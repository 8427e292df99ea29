//! Document type → chunking strategy dispatch.

use docingest_shared::{AppConfig, Chunk, DocumentType};
use tracing::{debug, instrument};

use crate::strategies::{
    ArticleStrategy, ChunkStrategy, HeadingStrategy, RuleStrategy, SectionStrategy,
    StrategyKind, TableStrategy,
};

/// Holds one instance of every strategy and picks one per document type.
pub struct ChunkRouter {
    section: SectionStrategy,
    article: ArticleStrategy,
    rule: RuleStrategy,
    table: TableStrategy,
    heading: HeadingStrategy,
}

impl ChunkRouter {
    /// Build every strategy from the config's budgets and keyword tables.
    pub fn from_config(config: &AppConfig) -> Self {
        Self {
            section: SectionStrategy::from_config(config),
            article: ArticleStrategy,
            rule: RuleStrategy::from_config(config),
            table: TableStrategy,
            heading: HeadingStrategy::new(&config.chunking),
        }
    }

    /// The strategy responsible for `doc_type`.
    pub fn route(&self, doc_type: DocumentType) -> &dyn ChunkStrategy {
        match StrategyKind::for_document(doc_type) {
            StrategyKind::BySection => &self.section,
            StrategyKind::ByArticle => &self.article,
            StrategyKind::ByRule => &self.rule,
            StrategyKind::ByTable => &self.table,
            StrategyKind::ByHeading => &self.heading,
        }
    }

    /// Route and chunk in one step.
    #[instrument(skip(self, content), fields(len = content.len()))]
    pub fn chunk(&self, content: &str, source: &str, doc_type: DocumentType) -> Vec<Chunk> {
        let strategy = self.route(doc_type);
        let chunks = strategy.chunk(content, source, doc_type);
        debug!(
            strategy = %strategy.kind(),
            %doc_type,
            chunk_count = chunks.len(),
            "document chunked"
        );
        chunks
    }
}

impl Default for ChunkRouter {
    fn default() -> Self {
        Self::from_config(&AppConfig::default())
    }
}
//! CLI command definitions, routing, and tracing setup.

use std::path::{Path, PathBuf};
use std::sync::Arc;

use clap::{Parser, Subcommand};
use color_eyre::eyre::{Result, eyre};
use docingest_chunking::{ChunkRouter, DocumentTypeClassifier, StrategyKind};
use docingest_core::{
    ContentSource, DocumentOutcome, FsStore, IngestReport, Ingestor, ProgressReporter,
    ingest_batch, parse_event,
};
use docingest_shared::{AppConfig, DocumentType, init_config, load_config, load_config_from};
use indicatif::{ProgressBar, ProgressStyle};
use tracing::{info, warn};

// ---------------------------------------------------------------------------
// CLI structure
// ---------------------------------------------------------------------------

/// docingest: split normalized Markdown into typed chunks.
#[derive(Parser)]
#[command(
    name = "docingest",
    version,
    about = "Classify Markdown documents and split them into embedding-ready chunks.",
    long_about = None,
)]
pub(crate) struct Cli {
    /// Config file to use instead of ~/.docingest/docingest.toml.
    #[arg(long, global = true, env = "DOCINGEST_CONFIG")]
    pub config: Option<PathBuf>,

    /// Log format: text (default) or json.
    #[arg(long, default_value = "text", global = true)]
    pub log_format: LogFormat,

    /// Verbosity level (-v, -vv).
    #[arg(short, long, action = clap::ArgAction::Count, global = true)]
    pub verbose: u8,

    #[command(subcommand)]
    pub command: Command,
}

/// Log output format.
#[derive(Clone, Debug, clap::ValueEnum)]
pub(crate) enum LogFormat {
    Text,
    Json,
}

/// Top-level CLI subcommands.
#[derive(Subcommand)]
pub(crate) enum Command {
    /// Chunk a single Markdown file and print or write its chunk list.
    Chunk {
        /// Markdown file to chunk.
        file: PathBuf,

        /// Source identifier recorded in chunk ids (defaults to the path).
        #[arg(long)]
        source: Option<String>,

        /// Skip classification and use this document type.
        #[arg(long)]
        doc_type: Option<DocumentType>,

        /// Write JSON here instead of stdout.
        #[arg(short, long)]
        out: Option<PathBuf>,
    },

    /// Print the detected document type of a Markdown file.
    Classify {
        /// Markdown file to classify.
        file: PathBuf,

        /// File name used for name hints (defaults to the path).
        #[arg(long)]
        name: Option<String>,
    },

    /// Chunk every Markdown object under a local store root.
    Ingest {
        /// Store root (defaults to `defaults.store_root`).
        #[arg(long)]
        root: Option<PathBuf>,

        /// Only keys starting with this prefix.
        #[arg(long, default_value = "")]
        prefix: String,

        /// Write the JSON run report here.
        #[arg(long)]
        report: Option<PathBuf>,
    },

    /// Process the records of an object-store notification document.
    Event {
        /// Notification JSON file.
        event: PathBuf,

        /// Store root the record keys are resolved against.
        #[arg(long)]
        root: Option<PathBuf>,

        /// Write the JSON run report here.
        #[arg(long)]
        report: Option<PathBuf>,
    },

    /// Manage configuration.
    Config {
        #[command(subcommand)]
        action: ConfigAction,
    },
}

/// Config subcommands.
#[derive(Subcommand)]
pub(crate) enum ConfigAction {
    /// Initialize config file with defaults.
    Init,
    /// Show resolved configuration.
    Show,
}

// ---------------------------------------------------------------------------
// Tracing setup
// ---------------------------------------------------------------------------

/// Initialize tracing based on CLI flags. Logs go to stderr so chunk JSON on
/// stdout stays clean.
pub(crate) fn init_tracing(cli: &Cli) {
    use tracing_subscriber::{EnvFilter, fmt};

    let filter = match cli.verbose {
        0 => "docingest=info",
        1 => "docingest=debug",
        _ => "docingest=trace",
    };

    let env_filter = EnvFilter::try_from_default_env().unwrap_or_else(|_| EnvFilter::new(filter));

    match cli.log_format {
        LogFormat::Text => {
            fmt()
                .with_env_filter(env_filter)
                .with_target(false)
                .with_writer(std::io::stderr)
                .init();
        }
        LogFormat::Json => {
            fmt()
                .json()
                .with_env_filter(env_filter)
                .with_writer(std::io::stderr)
                .init();
        }
    }
}

// ---------------------------------------------------------------------------
// Command dispatch
// ---------------------------------------------------------------------------

/// Run the CLI command.
pub(crate) async fn run(cli: Cli) -> Result<()> {
    if let Command::Config { action } = &cli.command {
        return match action {
            ConfigAction::Init => cmd_config_init(),
            ConfigAction::Show => cmd_config_show(cli.config.as_deref()),
        };
    }

    let config = resolve_config(cli.config.as_deref())?;
    match cli.command {
        Command::Chunk {
            file,
            source,
            doc_type,
            out,
        } => cmd_chunk(&config, &file, source, doc_type, out.as_deref()),
        Command::Classify { file, name } => cmd_classify(&config, &file, name),
        Command::Ingest {
            root,
            prefix,
            report,
        } => cmd_ingest(&config, root, &prefix, report.as_deref()).await,
        Command::Event {
            event,
            root,
            report,
        } => cmd_event(&config, &event, root, report.as_deref()).await,
        Command::Config { .. } => Ok(()),
    }
}

fn resolve_config(path: Option<&Path>) -> Result<AppConfig> {
    Ok(match path {
        Some(path) => load_config_from(path)?,
        None => load_config()?,
    })
}

/// Read a local Markdown file with the same decoding rules as the store.
fn read_markdown(file: &Path) -> Result<String> {
    let name = file
        .file_name()
        .and_then(|n| n.to_str())
        .ok_or_else(|| eyre!("'{}' is not a readable file name", file.display()))?;
    let dir = file.parent().unwrap_or_else(|| Path::new(""));
    Ok(FsStore::new(dir).read_text(name)?)
}

// ---------------------------------------------------------------------------
// Single-document commands
// ---------------------------------------------------------------------------

fn cmd_chunk(
    config: &AppConfig,
    file: &Path,
    source: Option<String>,
    doc_type: Option<DocumentType>,
    out: Option<&Path>,
) -> Result<()> {
    let content = read_markdown(file)?;
    let source = source.unwrap_or_else(|| file.to_string_lossy().into_owned());

    let doc_type = match doc_type {
        Some(doc_type) => doc_type,
        None => DocumentTypeClassifier::from_config(config).classify(&content, &source),
    };
    let chunks = ChunkRouter::from_config(config).chunk(&content, &source, doc_type);
    info!(
        %doc_type,
        strategy = %StrategyKind::for_document(doc_type),
        chunk_count = chunks.len(),
        "chunked"
    );

    let json = serde_json::to_string_pretty(&chunks)?;
    match out {
        Some(path) => {
            std::fs::write(path, json)
                .map_err(|e| eyre!("failed to write '{}': {e}", path.display()))?;
            println!("{} chunks written to {}", chunks.len(), path.display());
        }
        None => println!("{json}"),
    }
    Ok(())
}

fn cmd_classify(config: &AppConfig, file: &Path, name: Option<String>) -> Result<()> {
    let content = read_markdown(file)?;
    let name = name.unwrap_or_else(|| file.to_string_lossy().into_owned());
    let doc_type = DocumentTypeClassifier::from_config(config).classify(&content, &name);
    println!("{doc_type}\t{}", StrategyKind::for_document(doc_type));
    Ok(())
}

// ---------------------------------------------------------------------------
// Batch commands
// ---------------------------------------------------------------------------

async fn cmd_ingest(
    config: &AppConfig,
    root: Option<PathBuf>,
    prefix: &str,
    report_path: Option<&Path>,
) -> Result<()> {
    let root = root.unwrap_or_else(|| PathBuf::from(&config.defaults.store_root));
    if !root.is_dir() {
        return Err(eyre!("store root '{}' is not a directory", root.display()));
    }

    let store = Arc::new(FsStore::new(&root));
    let keys = store.list_markdown(prefix)?;
    info!(root = %store.root().display(), prefix, count = keys.len(), "ingesting store");

    let report = run_batch(config, store, keys).await;
    finish_report(&report, report_path)
}

async fn cmd_event(
    config: &AppConfig,
    event_path: &Path,
    root: Option<PathBuf>,
    report_path: Option<&Path>,
) -> Result<()> {
    let json = std::fs::read_to_string(event_path)
        .map_err(|e| eyre!("failed to read '{}': {e}", event_path.display()))?;
    let records = parse_event(&json)?;

    let root = root.unwrap_or_else(|| PathBuf::from(&config.defaults.store_root));
    for object in &records.objects {
        info!(bucket = %object.bucket, key = %object.key, size = object.size, "event record");
    }

    let store = Arc::new(FsStore::new(&root));
    info!(root = %store.root().display(), count = records.objects.len(), "processing event");

    let keys = records.objects.into_iter().map(|o| o.key).collect();
    let mut report = run_batch(config, store, keys).await;
    for rejected in records.rejected {
        warn!(index = rejected.index, error = %rejected.error, "event record rejected");
        report.documents.push(DocumentOutcome::failed(
            format!("Records[{}]", rejected.index),
            rejected.error,
        ));
    }

    finish_report(&report, report_path)
}

async fn run_batch(config: &AppConfig, store: Arc<FsStore>, keys: Vec<String>) -> IngestReport {
    let ingestor = Arc::new(Ingestor::from_config(config));
    let progress = Arc::new(CliProgress::new());
    ingest_batch(
        ingestor,
        store,
        keys,
        config.defaults.concurrency as usize,
        progress,
    )
    .await
}

/// Print the summary and optionally persist the report. Document failures
/// are reported, not returned as errors.
fn finish_report(report: &IngestReport, report_path: Option<&Path>) -> Result<()> {
    println!();
    println!("  Run:       {}", report.run_id);
    println!("  Completed: {}", report.completed());
    println!("  Skipped:   {}", report.skipped());
    println!("  Failed:    {}", report.failed());
    println!("  Chunks:    {}", report.chunk_count());
    println!(
        "  Time:      {:.1}s",
        (report.finished_at - report.started_at).num_milliseconds() as f64 / 1000.0
    );

    for outcome in &report.documents {
        if let DocumentOutcome::Failed { key, error } = outcome {
            println!("  ✗ {key}: {error}");
        }
    }
    println!();

    if let Some(path) = report_path {
        report.write_json(path)?;
        println!("  Report written to {}", path.display());
    }
    Ok(())
}

// ---------------------------------------------------------------------------
// CLI progress reporter
// ---------------------------------------------------------------------------

/// CLI progress reporter using an indicatif bar.
struct CliProgress {
    bar: ProgressBar,
}

impl CliProgress {
    fn new() -> Self {
        let bar = ProgressBar::new(0);
        if let Ok(style) =
            ProgressStyle::with_template("{spinner:.cyan} [{bar:30.cyan/blue}] {pos}/{len} {msg}")
        {
            bar.set_style(
                style
                    .progress_chars("=> ")
                    .tick_strings(&["⠋", "⠙", "⠹", "⠸", "⠼", "⠴", "⠦", "⠧", "⠇", "⠏"]),
            );
        }
        bar.enable_steady_tick(std::time::Duration::from_millis(80));
        Self { bar }
    }
}

impl ProgressReporter for CliProgress {
    fn batch_started(&self, total: usize) {
        self.bar.set_length(total as u64);
    }

    fn document_started(&self, key: &str) {
        self.bar.set_message(key.to_string());
    }

    fn document_finished(&self, outcome: &DocumentOutcome, current: usize, _total: usize) {
        self.bar.set_position(current as u64);
        if outcome.is_failed() {
            self.bar.println(format!("failed: {}", outcome.key()));
        }
    }

    fn done(&self, _report: &IngestReport) {
        self.bar.finish_and_clear();
    }
}

// ---------------------------------------------------------------------------
// Config commands
// ---------------------------------------------------------------------------

fn cmd_config_init() -> Result<()> {
    let path = init_config()?;
    println!("Config initialized at: {}", path.display());
    Ok(())
}

fn cmd_config_show(path: Option<&Path>) -> Result<()> {
    let config = resolve_config(path)?;
    let toml_str = toml::to_string_pretty(&config)?;
    println!("{toml_str}");
    Ok(())
}
impl DocumentOutcome {
    pub fn failed(key: impl Into<String>, error: impl ToString) -> Self {
        Self::Failed {
            key: key.into(),
            error: error.to_string(),
        }
    }

    /// The input key this outcome belongs to.
    pub fn key(&self) -> &str {
        match self {
            Self::Completed { key, .. } | Self::Skipped { key, .. } | Self::Failed { key, .. } => {
                key
            }
        }
    }

    pub fn is_completed(&self) -> bool {
        matches!(self, Self::Completed { .. })
    }

    pub fn is_failed(&self) -> bool {
        matches!(self, Self::Failed { .. })
    }

    pub fn is_skipped(&self) -> bool {
        matches!(self, Self::Skipped { .. })
    }
}

/// Result of one batch run, outcomes in input-key order.
#[derive(Debug, Clone, Serialize)]
pub struct IngestReport {
    pub run_id: Uuid,
    pub started_at: DateTime<Utc>,
    pub finished_at: DateTime<Utc>,
    pub documents: Vec<DocumentOutcome>,
}

impl IngestReport {
    pub fn completed(&self) -> usize {
        self.documents.iter().filter(|d| d.is_completed()).count()
    }

    pub fn failed(&self) -> usize {
        self.documents.iter().filter(|d| d.is_failed()).count()
    }

    pub fn skipped(&self) -> usize {
        self.documents.iter().filter(|d| d.is_skipped()).count()
    }

    /// Total chunks written across completed documents.
    pub fn chunk_count(&self) -> usize {
        self.documents
            .iter()
            .map(|d| match d {
                DocumentOutcome::Completed { chunk_count, .. } => *chunk_count,
                _ => 0,
            })
            .sum()
    }

    /// Write the report as pretty JSON, creating parent directories.
    pub fn write_json(&self, path: &Path) -> Result<()> {
        if let Some(parent) = path.parent().filter(|p| !p.as_os_str().is_empty()) {
            std::fs::create_dir_all(parent).map_err(|e| DocIngestError::io(parent, e))?;
        }
        let json = serde_json::to_string_pretty(self)?;
        std::fs::write(path, json).map_err(|e| DocIngestError::io(path, e))
    }
}

// ---------------------------------------------------------------------------
// Progress
// ---------------------------------------------------------------------------

/// Progress callback for batch runs.
pub trait ProgressReporter: Send + Sync {
    /// Called once with the number of keys in the batch.
    fn batch_started(&self, total: usize);
    /// Called when a document gets a concurrency slot.
    fn document_started(&self, key: &str);
    /// Called in input order as outcomes are collected.
    fn document_finished(&self, outcome: &DocumentOutcome, current: usize, total: usize);
    /// Called when the report is complete.
    fn done(&self, report: &IngestReport);
}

○ ○ ○ ○ ○

**What the exercise asks:**
Find every line in the records that contains the word "order"; copy those lines.

**Solution for this problem:**
/// Result of one batch run, outcomes in input-key order.
    /// Called in input order as outcomes are collected.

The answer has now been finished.